Several factors make it harder for a baby to settle into a head-down position:

  • Previous pregnancies: If you’ve had multiple babies before, the uterine muscles are more relaxed, giving the baby more room to stay in unusual positions.
  • Excess amniotic fluid (polyhydramnios): Extra fluid gives the baby too much space to float freely rather than settling head-down.
  • Placenta location: A low-lying placenta (placenta previa) can physically block the baby from dropping into the pelvis.
  • Uterine shape differences: Some women have a uterus with an unusual shape, such as a septum or heart shape, which limits the space available for the baby to turn.
  • Premature gestational age: Earlier in pregnancy, the baby is simply small enough to be in any position.

Sometimes no specific cause is identified. The baby just hasn’t turned yet.

Encouraging Your Baby to Turn

If you’re past 30 weeks and your baby is still transverse, staying active and trying different positions may help. The Spinning Babies approach, developed by midwife Gail Tully, uses a combination of balance, gravity, and movement to encourage optimal fetal positioning. Techniques include gentle forward-leaning inversions, hands-and-knees positioning, and side-lying postures. Some women also use the knee-chest position or a modified side-lying position (similar to the recovery position, lying semi-prone).

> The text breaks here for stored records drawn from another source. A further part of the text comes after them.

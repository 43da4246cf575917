/// Parser for xUnit.net v2 XML test results.
///
/// Structure:
///   <assemblies>
///     <assembly name="..." total="10" passed="8" failed="1" skipped="1"
///               errors="0" time="0.312" ...>
///       <collection ...> <test ... /> </collection>
///     </assembly>
///   </assemblies>
///
/// A single `<assembly>` may also be the document root. `errors` is missing
/// from older runners and defaults to zero.
use std::path::Path;

use tracing::{debug, info};

use super::xml::XmlCursor;
use super::{counter, seconds_to_millis, UnitTestResultsParser};
use crate::error::Result;
use crate::model::UnitTestResults;
use crate::paths;

pub struct XUnitParser;

fn add_assembly(cursor: &XmlCursor, results: &mut UnitTestResults) -> Result<()> {
    let total = cursor.require_int_attribute("total")?;
    let passed = cursor.require_int_attribute("passed")?;
    let failed = cursor.require_int_attribute("failed")?;
    let skipped = cursor.require_int_attribute("skipped")?;
    let errors = cursor.int_attribute_or_zero("errors");

    let time = cursor.optional_attribute("time");
    let millis = time.and_then(seconds_to_millis).unwrap_or_else(|| {
        if let Some(time) = time {
            debug!(
                "Ignoring the unparsable assembly time \"{}\" at line {}",
                time,
                cursor.line()
            );
        }
        0
    });

    results.add(
        counter(cursor, "run", total)?,
        counter(cursor, "passed", passed)?,
        counter(cursor, "skipped", skipped)?,
        counter(cursor, "failed", failed)?,
        counter(cursor, "errored", errors)?,
        millis,
    );
    Ok(())
}

impl UnitTestResultsParser for XUnitParser {
    fn parse(&self, path: &Path, results: &mut UnitTestResults) -> Result<()> {
        info!(
            "Parsing the XUnit Test Results file {}",
            paths::absolute(path).display()
        );
        let mut cursor = XmlCursor::open(path)?;

        let mut tag = cursor.next_tag()?;
        match tag.as_deref() {
            Some("assemblies") | Some("assembly") => {}
            other => {
                return Err(cursor.parse_error(format!(
                    "Expected either an <assemblies> or an <assembly> root tag, but got <{}> instead",
                    other.unwrap_or_default()
                )))
            }
        }

        let mut counters = UnitTestResults::new();
        while let Some(name) = tag {
            if name == "assembly" {
                add_assembly(&cursor, &mut counters)?;
            }
            tag = cursor.next_tag()?;
        }

        results.merge(&counters);
        Ok(())
    }
}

The evidence on these techniques is mixed. Some studies found that semi-prone and knee-chest positions were associated with increased spontaneous rotation and higher vaginal delivery rates. Others showed no significant effect on fetal position, though women in those studies did report greater comfort. The most recent Cochrane review noted that there isn’t strong enough evidence to make firm recommendations about positional interventions in late pregnancy. These approaches are generally considered safe, but they work best with guidance from a trained provider or childbirth educator.

External Cephalic Version

If your baby is still transverse around 36 to 37 weeks, your provider may recommend an external cephalic version (ECV). This is a procedure where a doctor manually guides the baby into a head-down position by pressing on your abdomen. It’s done in a hospital setting with monitoring.

The good news for transverse babies specifically: ECV tends to work very well. One study found a 100% success rate for turning transverse babies, compared to about 73% for flexed breech and only 32% for extended breech. The reason is straightforward. A transverse baby isn’t wedged into the pelvis the way a breech baby can be, so there’s more room to guide the rotation. Your provider will monitor the baby’s heart rate throughout and can stop immediately if any concerns arise.

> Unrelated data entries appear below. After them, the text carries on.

/// Parser for Visual Studio `.coveragexml` reports (the XML export of a
/// `.coverage` file).
///
/// Structure:
///   <results>
///     <modules>
///       <module name="mylibrary.dll" ...>
///         <functions>
///           <function ...>
///             <ranges>
///               <range source_id="0" covered="yes" start_line="12" ... />
///             </ranges>
///           </function>
///         </functions>
///         <source_files>
///           <source_file id="0" path="C:\src\Calc.cs" />
///         </source_files>
///       </module>
///     </modules>
///   </results>
///
/// Ranges come before the source files they refer to, so lines are buffered
/// per `source_id` until the matching `<source_file>` shows up. Source ids
/// are local to their `<module>`.
use std::collections::{BTreeSet, HashMap};
use std::path::Path;

use tracing::{debug, info};

use super::xml::XmlCursor;
use super::{line_number, CoverageParser};
use crate::error::Result;
use crate::model::Coverage;
use crate::paths;

pub struct VisualStudioCoverageXmlParser;

#[derive(Default)]
struct ModuleLines {
    covered: HashMap<i64, BTreeSet<u32>>,
    uncovered: HashMap<i64, BTreeSet<u32>>,
}

impl ModuleLines {
    fn clear(&mut self) {
        self.covered.clear();
        self.uncovered.clear();
    }

    fn flush(&self, source_id: i64, file: &str, coverage: &mut Coverage) {
        for &line in self.covered.get(&source_id).into_iter().flatten() {
            coverage.add_hits(file, line, 1);
        }
        for &line in self.uncovered.get(&source_id).into_iter().flatten() {
            coverage.add_hits(file, line, 0);
        }
    }
}

impl CoverageParser for VisualStudioCoverageXmlParser {
    fn parse(&self, path: &Path, coverage: &mut Coverage) -> Result<()> {
        info!(
            "Parsing the Visual Studio coverage XML report {}",
            paths::absolute(path).display()
        );
        let mut cursor = XmlCursor::open(path)?;
        cursor.require_root_tag("results")?;

        let mut lines = ModuleLines::default();

        while let Some(tag) = cursor.next_tag()? {
            match tag.as_str() {
                "module" => lines.clear(),
                "range" => {
                    let source = cursor.require_int_attribute("source_id")?;
                    let covered = cursor.require_attribute("covered")?;
                    let line = cursor.require_int_attribute("start_line")?;

                    let bucket = match covered {
                        "yes" | "partial" => &mut lines.covered,
                        "no" => &mut lines.uncovered,
                        other => {
                            return Err(cursor.parse_error(format!(
                                "Unsupported \"covered\" value \"{other}\", expected one of \"yes\", \"partial\" or \"no\""
                            )))
                        }
                    };
                    if let Some(line) = line_number(line) {
                        bucket.entry(source).or_default().insert(line);
                    }
                }
                "source_file" => {
                    let id = cursor.require_int_attribute("id")?;
                    let raw = cursor.require_attribute("path")?;
                    match paths::canonical(raw) {
                        Ok(file) => lines.flush(id, &file, coverage),
                        Err(e) => debug!(
                            "Skipping the import of Visual Studio XML code coverage for the invalid file path: {} at line {}: {}",
                            raw,
                            cursor.line(),
                            e
                        ),
                    }
                }
                _ => {}
            }
        }

        Ok(())
    }
}

#[cfg(test)]
mod tests {
    use std::path::PathBuf;

    use super::*;

    fn fixture(name: &str) -> PathBuf {
        Path::new(env!("CARGO_MANIFEST_DIR"))
            .join("tests/fixtures/vscoveragexml")
            .join(name)
    }

    #[test]
    fn test_parse_vscoveragexml() {
        let mut coverage = Coverage::new();
        VisualStudioCoverageXmlParser
            .parse(&fixture("valid.coveragexml"), &mut coverage)
            .unwrap();

        assert_eq!(
            coverage.files().collect::<Vec<_>>(),
            vec![
                "/projects/CalcMultiplyTest/MultiplyTest.cs",
                "/projects/MyLibrary/Calc.cs"
            ]
        );

        let calc = coverage.hits("/projects/MyLibrary/Calc.cs").unwrap();
        assert_eq!(calc.len(), 16);
        for line in [12, 13, 14, 22, 23, 24, 25, 26, 28, 29, 32, 33, 34] {
            assert_eq!(calc[&line], 0, "line {line}");
        }
        for line in [17, 18, 19] {
            assert_eq!(calc[&line], 1, "line {line}");
        }

        // `partial` counts as covered.
        let test = coverage
            .hits("/projects/CalcMultiplyTest/MultiplyTest.cs")
            .unwrap();
        assert_eq!(test.len(), 3);
        assert_eq!(test[&13], 1);
        assert_eq!(test[&14], 1);
        assert_eq!(test[&15], 1);
    }

    #[test]
    fn test_parse_vscoveragexml_source_ids_are_per_module() {
        let mut coverage = Coverage::new();
        VisualStudioCoverageXmlParser
            .parse(&fixture("valid.coveragexml"), &mut coverage)
            .unwrap();
        // Both modules use source id 0; lines of the first module must not
        // leak into the second module's file.
        assert!(coverage
            .hits("/projects/CalcMultiplyTest/MultiplyTest.cs")
            .unwrap()
            .get(&12)
            .is_none());
    }

    #[test]
    fn test_parse_vscoveragexml_invalid_root() {
        let mut coverage = Coverage::new();
        let err = VisualStudioCoverageXmlParser
            .parse(&fixture("invalid_root.coveragexml"), &mut coverage)
            .unwrap_err()
            .to_string();
        assert!(err.contains("<results>"), "{err}");
    }

    #[test]
    fn test_parse_vscoveragexml_wrong_covered() {
        let mut coverage = Coverage::new();
        let err = VisualStudioCoverageXmlParser
            .parse(&fixture("wrong_covered.coveragexml"), &mut coverage)
            .unwrap_err()
            .to_string();
        assert!(
            err.contains("Unsupported \"covered\" value \"foo\", expected one of \"yes\", \"partial\" or \"no\""),
            "{err}"
        );
        assert!(err.contains("wrong_covered.coveragexml"), "{err}");
        assert!(err.contains("at line 8"), "{err}");
    }

    #[test]
    fn test_parse_vscoveragexml_non_existing_file() {
        let mut coverage = Coverage::new();
        let err = VisualStudioCoverageXmlParser
            .parse(&fixture("non_existing_file.coveragexml"), &mut coverage)
            .unwrap_err()
            .to_string();
        assert!(err.contains("non_existing_file.coveragexml"), "{err}");
    }
}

What Happens if the Baby Stays Transverse

A baby cannot be delivered vaginally from a transverse lie. If the position persists at term, a cesarean section is the standard and safest delivery method. This is not a gray area in obstetrics. The risks of attempting vaginal delivery with a transverse baby include umbilical cord prolapse (where the cord slips out ahead of the baby), placental abruption, and direct birth trauma. Research shows significantly higher rates of complications: one study found overall morbidity of 36% in transverse deliveries compared to 4% in breech and 7% in head-down deliveries.

A planned cesarean for a known transverse lie is much safer than an emergency one. That’s why your provider will track the baby’s position closely in the final weeks. If ECV isn’t successful or isn’t an option for you, a scheduled cesarean is typically planned around 39 weeks.

One situation that requires immediate medical attention: if your water breaks while your baby is transverse. Because no part of the baby is blocking the cervix, there’s a higher risk of the umbilical cord slipping through first. This is an emergency. If you know your baby is transverse and you experience a sudden gush of fluid, lie down and call for help right away.